**WORK TO BE COMPLETED**
Scan the records below, and wherever a line has the word "IndexConfig", pull it out.

**INFORMATION PROVIDED**
--- --- ---
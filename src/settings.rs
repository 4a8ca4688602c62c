//! Application configuration
//!
//! Settings are layered: embedded defaults, then optional `config/*`
//! files, then `BANTER_`-prefixed environment variables. The bare
//! variable names of the original deployment (`LLM_URL`, `LLM_TOKEN`,
//! `CHAT_LIMIT`, ...) are honored last so existing `.env` files keep
//! working unchanged.

use anyhow::{Context, Result};
use banter_core::{GateConfig, OrchestratorConfig, StoreConfig};
use banter_knowledge::IndexConfig;
use banter_llm::ClientConfig;
use config::{Config, Environment, File, FileFormat};
use serde::{Deserialize, Serialize};
use std::time::Duration;

/// Embedded default configuration (compiled into binary)
pub const DEFAULT_CONFIG: &str = include_str!("../config/default.toml");

/// Application configuration
#[derive(Debug, Clone, Serialize, Deserialize)]
pub struct AppConfig {
    /// Completion endpoint settings
    #[serde(default)]
    pub llm: LlmConfig,
    /// Knowledge index settings
    #[serde(default)]
    pub knowledge: KnowledgeConfig,
    /// Exchange settings
    #[serde(default)]
    pub chat: ChatConfig,
    /// Session store settings
    #[serde(default)]
    pub store: StoreConfig,
    /// Paywall gate settings
    #[serde(default)]
    pub gate: GateConfig,
}

/// Completion endpoint settings
#[derive(Debug, Clone, Serialize, Deserialize)]
pub struct LlmConfig {
    /// OpenAI-compatible base URL
    #[serde(default = "default_base_url")]
    pub base_url: String,
    /// Bearer token; never printed unmasked
    #[serde(default = "default_api_key")]
    pub api_key: String,
    /// Model identifier
    #[serde(default = "default_model")]
    pub model: String,
    /// Blocking request timeout in seconds
    #[serde(default = "default_llm_timeout_secs")]
    pub timeout_secs: u64,
}

fn default_base_url() -> String {
    banter_llm::DEFAULT_BASE_URL.to_string()
}

fn default_api_key() -> String {
    banter_llm::DEFAULT_API_KEY.to_string()
}

fn default_model() -> String {
    banter_llm::DEFAULT_MODEL.to_string()
}

fn default_llm_timeout_secs() -> u64 {
    120
}

impl Default for LlmConfig {
    fn default() -> Self {
        Self {
            base_url: default_base_url(),
            api_key: default_api_key(),
            model: default_model(),
            timeout_secs: default_llm_timeout_secs(),
        }
    }
}

/// Knowledge index settings
#[derive(Debug, Clone, Serialize, Deserialize)]
pub struct KnowledgeConfig {
    /// Query endpoint URL
    #[serde(default = "default_query_url")]
    pub query_url: String,
    /// Query timeout in seconds
    #[serde(default = "default_knowledge_timeout_secs")]
    pub timeout_secs: u64,
}

fn default_query_url() -> String {
    banter_knowledge::DEFAULT_QUERY_URL.to_string()
}

fn default_knowledge_timeout_secs() -> u64 {
    30
}

impl Default for KnowledgeConfig {
    fn default() -> Self {
        Self {
            query_url: default_query_url(),
            timeout_secs: default_knowledge_timeout_secs(),
        }
    }
}

/// Exchange settings
#[derive(Debug, Clone, Serialize, Deserialize)]
pub struct ChatConfig {
    /// Retained turns per session
    #[serde(default = "default_chat_limit")]
    pub limit: usize,
    /// Persona instructions
    #[serde(default = "default_system_message")]
    pub system_message: String,
    /// Summary refresh instruction
    #[serde(default = "default_summary_instruction")]
    pub summary_instruction: String,
    /// Passages retrieved per exchange
    #[serde(default = "default_knowledge_results")]
    pub knowledge_results: usize,
}

fn default_chat_limit() -> usize {
    banter_core::DEFAULT_CHAT_LIMIT
}

fn default_system_message() -> String {
    banter_core::DEFAULT_SYSTEM_MESSAGE.to_string()
}

fn default_summary_instruction() -> String {
    banter_core::DEFAULT_SUMMARY_INSTRUCTION.to_string()
}

fn default_knowledge_results() -> usize {
    banter_core::DEFAULT_KNOWLEDGE_RESULTS
}

impl Default for ChatConfig {
    fn default() -> Self {
        Self {
            limit: default_chat_limit(),
            system_message: default_system_message(),
            summary_instruction: default_summary_instruction(),
            knowledge_results: default_knowledge_results(),
        }
    }
}

impl AppConfig {
    /// Completion client settings for the configured endpoint
    pub fn client_config(&self) -> ClientConfig {
        ClientConfig::new(&self.llm.api_key)
            .with_base_url(&self.llm.base_url)
            .with_model(&self.llm.model)
            .with_timeout(Duration::from_secs(self.llm.timeout_secs))
    }

    /// Index client settings for the configured knowledge endpoint
    pub fn index_config(&self) -> IndexConfig {
        IndexConfig::new()
            .with_query_url(&self.knowledge.query_url)
            .with_timeout(Duration::from_secs(self.knowledge.timeout_secs))
    }

    /// Orchestrator settings derived from the chat section
    pub fn orchestrator_config(&self) -> OrchestratorConfig {
        OrchestratorConfig::default()
            .with_model(&self.llm.model)
            .with_chat_limit(self.chat.limit)
            .with_system_message(&self.chat.system_message)
            .with_summary_instruction(&self.chat.summary_instruction)
            .with_knowledge_results(self.chat.knowledge_results)
    }
}

/// Load configuration from files and environment
pub fn load_config() -> Result<AppConfig> {
    let config = Config::builder()
        // 1. Embedded defaults (always available)
        .add_source(File::from_str(DEFAULT_CONFIG, FileFormat::Toml))
        // 2. External overrides (optional)
        .add_source(File::with_name("config/default").required(false))
        .add_source(File::with_name("config/local").required(false))
        // 3. Environment variables (highest priority)
        // config-rs 0.14 reuses separator() after the prefix unless told
        // otherwise; the explicit "_" keeps the BANTER_LLM__X spelling.
        .add_source(
            Environment::with_prefix("BANTER")
                .prefix_separator("_")
                .separator("__")
                .try_parsing(true),
        )
        .build()
        .context("Failed to build configuration")?;

    let mut config: AppConfig = config
        .try_deserialize()
        .context("Failed to deserialize configuration")?;

    apply_legacy_env(&mut config)?;
    Ok(config)
}

/// Overlay the unprefixed variable names of the original deployment
fn apply_legacy_env(config: &mut AppConfig) -> Result<()> {
    if let Ok(url) = std::env::var("LLM_URL") {
        config.llm.base_url = url;
    }
    if let Ok(token) = std::env::var("LLM_TOKEN") {
        config.llm.api_key = token;
    }
    if let Ok(model) = std::env::var("LLM_MODEL") {
        config.llm.model = model;
    }
    if let Ok(url) = std::env::var("KNOWLEDGE_URL") {
        config.knowledge.query_url = url;
    }
    if let Ok(dir) = std::env::var("DATA_FOLDER") {
        config.store.data_dir = dir;
    }
    if let Ok(limit) = std::env::var("CHAT_LIMIT") {
        config.chat.limit = limit
            .parse()
            .with_context(|| format!("CHAT_LIMIT must be an integer, got '{limit}'"))?;
    }
    if let Ok(message) = std::env::var("SYSTEM_MESSAGE") {
        config.chat.system_message = message;
    }
    if let Ok(instruction) = std::env::var("LTM_SYSTEM_MESSAGE") {
        config.chat.summary_instruction = instruction;
    }
    Ok(())
}

#[cfg(test)]
mod tests {
    use super::*;

    #[test]
    fn test_embedded_defaults_parse() {
        let config: AppConfig = Config::builder()
            .add_source(File::from_str(DEFAULT_CONFIG, FileFormat::Toml))
            .build()
            .unwrap()
            .try_deserialize()
            .unwrap();

        assert_eq!(config.llm.base_url, "http://localhost:8080/v1");
        assert_eq!(config.llm.model, "TheBloke/stablelm-zephyr-3b-GGUF");
        assert_eq!(config.chat.limit, 20);
        assert_eq!(config.chat.knowledge_results, 5);
        assert_eq!(config.store.backend, "sqlite");
        assert_eq!(config.store.data_dir, "_data");
        assert_eq!(config.gate.threshold, 5);
    }

    #[test]
    fn test_component_config_conversions() {
        let app = AppConfig {
            llm: LlmConfig {
                base_url: "http://llm:9000/v1".to_string(),
                api_key: "secret".to_string(),
                model: "m1".to_string(),
                timeout_secs: 5,
            },
            ..serde_json::from_str("{}").unwrap()
        };

        let client = app.client_config();
        assert_eq!(client.base_url, "http://llm:9000/v1");
        assert_eq!(client.model, "m1");

        let orchestrator = app.orchestrator_config();
        assert_eq!(orchestrator.model, "m1");
        assert_eq!(orchestrator.chat_limit, 20);
    }
}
--- --- ---
**RESULT BELOW**
use banter_knowledge::IndexConfig;
    pub fn index_config(&self) -> IndexConfig {
        IndexConfig::new()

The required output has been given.